Wie ging die Anwerbung vor Ort genau vonstatten?
„La représentation est une chose de la côté marocaine. “ (“Die Vorstellung ist eine Sache der marokkanischen Seite“) Mit anderen Worten: Wir waren zwar eine deutsche Anwerbekommission, aber die Anwerbung im technischen Sinne machten eigentlichen die örtlichen Autoritäten. Sie suchten die Leute aus und präsentierten sie der deutschen Kommission. Wir haben dann medizinische Untersuchungen und Fachabfragen durchgeführt. Wenn die Arbeiter angenommen wurden, bedienten wir uns privater Unternehmer, die sie mit Omnibussen in den Städten abholten und zum Hafen brachten. Dann wurden sie mit Schiffen nach Sizilien gebracht und schlossen sich in Italien an Transporte aus Griechenland und der Türkei Richtung München an. Dort wurden sie dann auf die Bergbaustandorte verteilt.
Wie konnten Unternehmen dann Gastarbeiter für ihren Betrieb bekommen?
Unternehmen haben dem Arbeitsamt so genante Vermittlungsaufträge auf der Grundlage von Anwerbeverträgen mit den Heimatländern der Gastarbeiter erteilt. Wenn dann eine deutsche Firma zu einem Arbeitsamt ging und bestimmte Gastarbeiter wünschte, prüfte das Arbeitsamt die Tarifbedingungen und ob Unterkünfte vorhanden waren für die angeworbenen Ausländer. Wenn dies alles korrekt war, wurden der jeweiligen Kommission ein Auftrag zur Anwerbung von so und so vielen Marokkanern oder Menschen anderer Nationalitäten erteilt.
In welchen Industriebereichen wurden die Arbeiter vor allem eingesetzt und was für Lohnzahlungen bekamen Sie?
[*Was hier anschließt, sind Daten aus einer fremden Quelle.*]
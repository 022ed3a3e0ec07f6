//! 无界面演示
//!
//! 一条挂在头部旁的四节头发骨链，头部球体碰撞体跟随根节点。
//! 根节点左右摆动，输出发梢位置与碰撞统计。
//!
//! 运行：RUST_LOG=info cargo run --features demo --bin spring_demo

use glam::{Quat, Vec3};
use spring_bone_engine::{
    Character, ColliderSet, PoseTable, Skeleton, SphereCollider, SpringBoneSettings, SpringConfig,
    SpringWorld, Result,
};

const FRAMES: usize = 180;
const DELTA_TIME: f32 = 1.0 / 60.0;

fn build_character(name: &str, x: f32) -> Result<Character> {
    let mut skeleton = Skeleton::new();
    let root = skeleton.add_node("root", None, Vec3::new(x, 0.0, 0.0), Quat::IDENTITY)?;
    let head = skeleton.add_node("head", Some(root), Vec3::new(0.0, 1.5, 0.0), Quat::IDENTITY)?;

    let mut parent = skeleton.add_node("hair_0", Some(head), Vec3::new(0.0, 0.1, -0.12), Quat::IDENTITY)?;
    let mut hair = vec![parent];
    for i in 1..5 {
        parent = skeleton.add_node(format!("hair_{}", i), Some(parent), Vec3::new(0.0, -0.12, -0.03), Quat::IDENTITY)?;
        hair.push(parent);
    }

    let mut colliders = ColliderSet::new();
    let skull = colliders.add_attached(SphereCollider::new(Vec3::ZERO, 0.11), head);

    // 最后一个节点只作为尾端
    let settings = hair[..hair.len() - 1]
        .iter()
        .map(|&node| SpringBoneSettings {
            colliders: vec![skull],
            stiffness_force: 0.5,
            ..SpringBoneSettings::new(node)
        })
        .collect();

    let config = SpringConfig {
        record_collisions: true,
        ..SpringConfig::default()
    };
    Character::with_config(name, skeleton, colliders, settings, config)
}

fn main() -> Result<()> {
    env_logger::Builder::from_env(env_logger::Env::default().default_filter_or("info")).init();

    let mut world = SpringWorld::new();
    world.add(build_character("left", -1.0)?);
    world.add(build_character("right", 1.0)?);

    for frame in 0..FRAMES {
        let t = frame as f32 * DELTA_TIME;
        for (i, phase) in [0.0f32, 1.3].into_iter().enumerate() {
            let Some(character) = world.get_mut(i) else {
                continue;
            };
            let base_x = if i == 0 { -1.0 } else { 1.0 };
            let sway = (t * 4.0 + phase).sin() * 0.3;
            let turn = Quat::from_rotation_y((t * 2.0 + phase).sin() * 0.6);
            character.skeleton.set_root_transform(0, Vec3::new(base_x + sway, 0.0, 0.0), turn);
        }

        world.update(DELTA_TIME);

        if frame % 30 == 0 {
            for character in world.characters() {
                let tip = character.skeleton.nodes().len() - 1;
                let p = character.skeleton.world_position(tip);
                log::info!(
                    "[Demo] frame={} {} 发梢=({:.3}, {:.3}, {:.3}) 碰撞记录={}",
                    frame,
                    character.name,
                    p.x,
                    p.y,
                    p.z,
                    character.manager.collision_log().records().len()
                );
            }
        }
    }

    Ok(())
}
Sie waren absolut gleichgestellt mit den deutschen Kollegen. Sie erhielten die gleichen Tarife. Im Gegenteil: Sie waren sogar besser gestellt, weil sie noch Unterkünfte gestellt bekamen. Sie mussten zwar teilweise dafür bezahlen, aber eine Mutter konnte sich sicher sein, dass ihr Junge, der in Deutschland arbeitet, ein Bett zum Schlafen hatte.
Teil 2 des Interviews folgt in den nächsten Tagen.
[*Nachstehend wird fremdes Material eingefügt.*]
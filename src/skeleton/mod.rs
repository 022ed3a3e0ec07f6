//! 骨架 / 姿态表
//!
//! 核心设计思想：
//! - PoseTable: 求解器读写姿态的唯一接口（按节点索引访问，不持有对象引用）
//! - SkeletonNode: 单个变换节点
//! - Skeleton: 节点 arena，写入本地旋转时同步刷新子孙的世界变换

mod node;
mod hierarchy;

pub use node::{NodeFlags, SkeletonNode};
pub use hierarchy::Skeleton;

use glam::{Vec3, Quat, Mat4};

/// 节点索引
pub type NodeId = usize;

// ============================================================================
// 公共类型定义
// ============================================================================

/// 节点本地变换数据
#[derive(Clone, Copy, Debug)]
pub struct NodeTransform {
    pub translation: Vec3,
    pub rotation: Quat,
    pub scale: Vec3,
}

impl Default for NodeTransform {
    fn default() -> Self {
        Self {
            translation: Vec3::ZERO,
            rotation: Quat::IDENTITY,
            scale: Vec3::ONE,
        }
    }
}

impl NodeTransform {
    /// 转换为 4x4 矩阵
    #[inline]
    pub fn to_matrix(&self) -> Mat4 {
        Mat4::from_scale_rotation_translation(self.scale, self.rotation, self.translation)
    }

    /// 从矩阵分解
    #[inline]
    pub fn from_matrix(m: Mat4) -> Self {
        let (scale, rotation, translation) = m.to_scale_rotation_translation();
        Self { translation, rotation, scale }
    }
}

// ============================================================================
// 姿态表接口
// ============================================================================

/// 外部拥有的姿态表
///
/// 求解器只读取父节点的世界朝向 / 位置，并写回自身的本地旋转。
/// 实现方必须保证 `set_local_rotation` 之后该节点及其子孙的世界变换立即可见，
/// 否则按深度顺序处理的子骨骼会读到上一帧的父朝向。
pub trait PoseTable {
    /// 节点数量
    fn node_count(&self) -> usize;

    /// 节点名称
    fn name(&self, id: NodeId) -> &str;

    /// 父节点
    fn parent(&self, id: NodeId) -> Option<NodeId>;

    /// 子节点列表
    fn children(&self, id: NodeId) -> &[NodeId];

    /// 是否为角度限制用的 pivot 节点（推导骨骼尾端时忽略）
    fn is_pivot(&self, _id: NodeId) -> bool {
        false
    }

    fn world_position(&self, id: NodeId) -> Vec3;

    fn world_rotation(&self, id: NodeId) -> Quat;

    fn local_rotation(&self, id: NodeId) -> Quat;

    fn set_local_rotation(&mut self, id: NodeId, rotation: Quat);

    /// 层级深度（连续父节点个数 + 1）
    fn depth(&self, id: NodeId) -> usize {
        let mut depth = 1;
        let mut current = self.parent(id);
        while let Some(parent) = current {
            depth += 1;
            current = self.parent(parent);
        }
        depth
    }

    /// 节点索引是否有效
    #[inline]
    fn contains(&self, id: NodeId) -> bool {
        id < self.node_count()
    }
}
Ähnliche Hingesehen-Artikel:











Sehr schönes, interessantes und informatives Interview. Und schlechte Fotos.
Dass die Marokkaner die Deutschen so geliebt haben könnte die gleichen Gründe haben, wie die Liebe der Inder zu den Deutschen. Jene geben an, Hitler sei ein toller Mann gewesen, denn er habe gegen die Engländer gekämpft (zumindest haben sie das so meinem toten Ex erklärt, der mal in Indien war). Deutschland hat im WWII gegen die Franzosen gekämpft, vielleicht liegts daran? Es liegt bestimmt nicht daran, dass die Deutschen so supernett zu ihren Gastarbeitern sind/waren.
@stanze: Ich hatte die Kamera vergessen und musste mit der in meinem Laptop integrierten Kamera Fotos machen. Nächstes mal wird alles besser.
Hallo,
ich finde sehr Interessante thema. Ich kamm 1954 als Politische Flüchtling nach Genver Abkommen,
über Italien nach Deutschland. Ich habe das Land und die deutsche Soldaten 1941 als Junge kennengelernt.
Weil damals mein Bruder Jahrgang 1924, sich als freiwillege bei der deutsche SS gemeldet war.
Wir waren Arm einfach an allem hat es gefeht, da kam diese verdamte “Thyfus” und ich wurde ins deutsche Krankenhaus für drei Woche untergebracht, bis heute hatte ich keine gelegenheit mich dafür zu Bedanken,
diese möchte ich heute nachträglich nachholen. – “Danke Deutschland”.
vor etwa 35 Jahre wurde ich eingebürgert, habe aber die Erfahrung bis heute erlebt das die Deutsche
bevölkerung bis heute hat sich damit nicht abgefunden.
Heute habe ich dadür große Verständnis. Nach meiner Meinung es Liegt zu 90 % bei dem Ausländer
weil die es nicht möchten sich ein wenig einzuordnen in fremden land.
Die Deutsche Politiker machen sich sehr viel sorge um die Ausländer, es muß nur das Deutsche Gesetz
besser angepasst werden. Das heißt schneller abschiebug möglichkeit ermöglichen.